RECORDS FOR THIS TASK –
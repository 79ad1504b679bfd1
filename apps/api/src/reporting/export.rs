//! Downloadable projections: the date-filtered raw data export, and CSV
//! renderings of both the export and the sustainability report.
//!
//! CSV numbers go through `serde_json::Number` so they read exactly as the
//! JSON variant of the same download.

use chrono::{DateTime, NaiveDate, NaiveTime, Utc};
use serde::Serialize;
use uuid::Uuid;

use crate::carbon::round2;
use crate::errors::AppError;
use crate::extraction::FileType;
use crate::records::models::EmissionRecord;
use crate::reporting::aggregate::{
    category_breakdown, monthly_trend, total_carbon, CategoryTotal, MonthlyTotal,
};
use crate::reporting::report::SustainabilityReport;

const BOM: char = '\u{feff}';
const CO2E: &str = "kg CO₂e";

/// Inclusive `createdAt` bounds. A date-only end bound covers that whole day.
#[derive(Debug, Clone, Default, PartialEq)]
pub struct DateRange {
    pub start: Option<DateTime<Utc>>,
    pub end: Option<DateTime<Utc>>,
    start_label: Option<String>,
    end_label: Option<String>,
}

impl DateRange {
    pub fn parse(start: Option<&str>, end: Option<&str>) -> Result<Self, AppError> {
        let start = start.map(str::trim).filter(|s| !s.is_empty());
        let end = end.map(str::trim).filter(|s| !s.is_empty());

        Ok(Self {
            start: start
                .map(|s| parse_bound(s, "startDate", false))
                .transpose()?,
            end: end
                .map(|s| parse_bound(s, "endDate", true))
                .transpose()?,
            start_label: start.map(str::to_string),
            end_label: end.map(str::to_string),
        })
    }

    pub fn contains(&self, at: DateTime<Utc>) -> bool {
        self.start.map_or(true, |s| at >= s) && self.end.map_or(true, |e| at <= e)
    }
}

/// RFC 3339 timestamp, or `YYYY-MM-DD` at the start (or last instant) of that UTC day.
fn parse_bound(raw: &str, name: &str, end_of_day: bool) -> Result<DateTime<Utc>, AppError> {
    if let Ok(ts) = DateTime::parse_from_rfc3339(raw) {
        return Ok(ts.with_timezone(&Utc));
    }
    let time = if end_of_day {
        NaiveTime::from_hms_nano_opt(23, 59, 59, 999_999_999)
    } else {
        NaiveTime::from_hms_opt(0, 0, 0)
    };
    NaiveDate::parse_from_str(raw, "%Y-%m-%d")
        .ok()
        .zip(time)
        .map(|(d, t)| d.and_time(t).and_utc())
        .ok_or_else(|| {
            AppError::Validation(format!(
                "Invalid {name} '{raw}'; expected YYYY-MM-DD or an RFC 3339 timestamp"
            ))
        })
}

#[derive(Debug, Clone, Serialize)]
#[serde(rename_all = "camelCase")]
pub struct DataExport {
    pub metadata: ExportMetadata,
    pub summary: ExportSummary,
    pub records: Vec<ExportRow>,
}

#[derive(Debug, Clone, Serialize)]
#[serde(rename_all = "camelCase")]
pub struct ExportMetadata {
    pub exported_at: DateTime<Utc>,
    pub time_range: TimeRange,
    pub total_records: usize,
    pub export_type: &'static str,
}

#[derive(Debug, Clone, Serialize)]
#[serde(rename_all = "camelCase")]
pub struct TimeRange {
    pub start_date: String,
    pub end_date: String,
}

#[derive(Debug, Clone, Serialize)]
#[serde(rename_all = "camelCase")]
pub struct ExportSummary {
    pub total_carbon: f64,
    pub average_per_record: f64,
    pub category_breakdown: Vec<CategoryTotal>,
    pub monthly_breakdown: Vec<MonthlyTotal>,
}

#[derive(Debug, Clone, Serialize)]
#[serde(rename_all = "camelCase")]
pub struct ExportRow {
    pub id: Uuid,
    pub created_at: DateTime<Utc>,
    pub date: String,
    pub category: String,
    pub quantity: f64,
    pub unit: String,
    pub carbon_emission: f64,
    pub source: String,
    pub file_type: FileType,
    pub advice: Vec<String>,
    pub manual_entry: bool,
}

impl From<&EmissionRecord> for ExportRow {
    fn from(record: &EmissionRecord) -> Self {
        let analysis = &record.analysis;
        Self {
            id: record.id,
            created_at: record.created_at,
            date: us_date(record.created_at),
            category: analysis.extraction.category.clone(),
            quantity: analysis.extraction.quantity,
            unit: analysis.extraction.unit.clone(),
            carbon_emission: analysis.total_emission(),
            source: analysis.extraction.source_text.clone(),
            file_type: record.file_type,
            advice: analysis.calculation.advice.clone(),
            manual_entry: analysis.extraction.manual_entry,
        }
    }
}

pub fn build_data_export(
    records: &[EmissionRecord],
    range: &DateRange,
) -> Result<DataExport, AppError> {
    build_data_export_at(records, range, Utc::now())
}

/// Keeps the records inside `range`, preserving their (newest-first) order.
pub fn build_data_export_at(
    records: &[EmissionRecord],
    range: &DateRange,
    now: DateTime<Utc>,
) -> Result<DataExport, AppError> {
    let selected: Vec<EmissionRecord> = records
        .iter()
        .filter(|r| range.contains(r.created_at))
        .cloned()
        .collect();

    if selected.is_empty() {
        return Err(AppError::Validation(
            "No data available for export".to_string(),
        ));
    }

    let total = total_carbon(&selected);
    Ok(DataExport {
        metadata: ExportMetadata {
            exported_at: now,
            time_range: TimeRange {
                start_date: range.start_label.clone().unwrap_or_else(|| "all".into()),
                end_date: range.end_label.clone().unwrap_or_else(|| "all".into()),
            },
            total_records: selected.len(),
            export_type: "raw_data",
        },
        summary: ExportSummary {
            total_carbon: round2(total),
            average_per_record: round2(total / selected.len() as f64),
            category_breakdown: category_breakdown(&selected),
            monthly_breakdown: monthly_trend(&selected),
        },
        records: selected.iter().map(ExportRow::from).collect(),
    })
}

pub fn data_export_filename(now: DateTime<Utc>, csv: bool) -> String {
    let day = now.format("%Y-%m-%d");
    if csv {
        format!("carbonkind-export-{day}.csv")
    } else {
        format!("carbonkind-data-{day}.json")
    }
}

pub fn report_filename(report: &SustainabilityReport, csv: bool) -> String {
    let ext = if csv { "csv" } else { "json" };
    format!("sustainability-report-{}.{ext}", report.report_id)
}

pub fn data_export_csv(export: &DataExport) -> String {
    let mut out = String::new();
    out.push(BOM);

    out.push_str("CARBONKIND EXPORT - RAW DATA\n");
    line(&mut out, format!("Exported on: {}", us_date(export.metadata.exported_at)));
    line(&mut out, format!("Total Records: {}", export.metadata.total_records));
    line(
        &mut out,
        format!(
            "Time Range: {} to {}\n",
            export.metadata.time_range.start_date, export.metadata.time_range.end_date
        ),
    );

    out.push_str("DETAILED RECORDS\n");
    line(
        &mut out,
        format!("Date,Category,Quantity,Unit,Carbon Emission ({CO2E}),Source,Type,File Type"),
    );
    for row in &export.records {
        let kind = if row.manual_entry {
            "Manual Entry"
        } else {
            "Document Upload"
        };
        line(
            &mut out,
            [
                quote(&row.date),
                quote(&row.category),
                num(row.quantity),
                quote(&row.unit),
                num(row.carbon_emission),
                quote(&row.source),
                kind.to_string(),
                quote(row.file_type.as_str()),
            ]
            .join(","),
        );
    }

    out.push_str("\n\nSUMMARY\n");
    line(&mut out, format!("Total Carbon Emission,{} {CO2E}", num(export.summary.total_carbon)));
    line(
        &mut out,
        format!("Average Per Record,{} {CO2E}", num(export.summary.average_per_record)),
    );
    line(&mut out, format!("Total Records,{}", export.metadata.total_records));

    out.push_str("\nCATEGORY BREAKDOWN\n");
    line(&mut out, format!("Category,Total Emission ({CO2E}),Percentage"));
    for item in &export.summary.category_breakdown {
        line(
            &mut out,
            format!("{},{},{}%", quote(&item.category), num(item.total), item.percentage),
        );
    }

    out.push_str("\nMONTHLY BREAKDOWN\n");
    line(&mut out, format!("Month,Total Emission ({CO2E})"));
    for item in &export.summary.monthly_breakdown {
        line(&mut out, format!("{},{}", quote(&item.month), num(item.total)));
    }

    out.push_str("\n\nDATA INTERPRETATION TIPS\n");
    out.push_str("Tip,Description\n");
    for (tip, description) in [
        (
            "Focus Areas",
            "Categories with highest percentages are your biggest opportunities for reduction",
        ),
        (
            "Trend Analysis",
            "Compare monthly totals to identify patterns and progress",
        ),
        (
            "Carbon Equivalents",
            "1,000 kg CO₂e = 1 metric ton. The average person emits 4-5 tons annually",
        ),
    ] {
        line(&mut out, format!("{},{}", quote(tip), quote(description)));
    }

    out
}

WORK ITEM – Every line with the string "MonthlyTotal" in the material should be returned.

SOLUTION TO THIS PROBLEM –
    category_breakdown, monthly_trend, total_carbon, CategoryTotal, MonthlyTotal,
    pub monthly_breakdown: Vec<MonthlyTotal>,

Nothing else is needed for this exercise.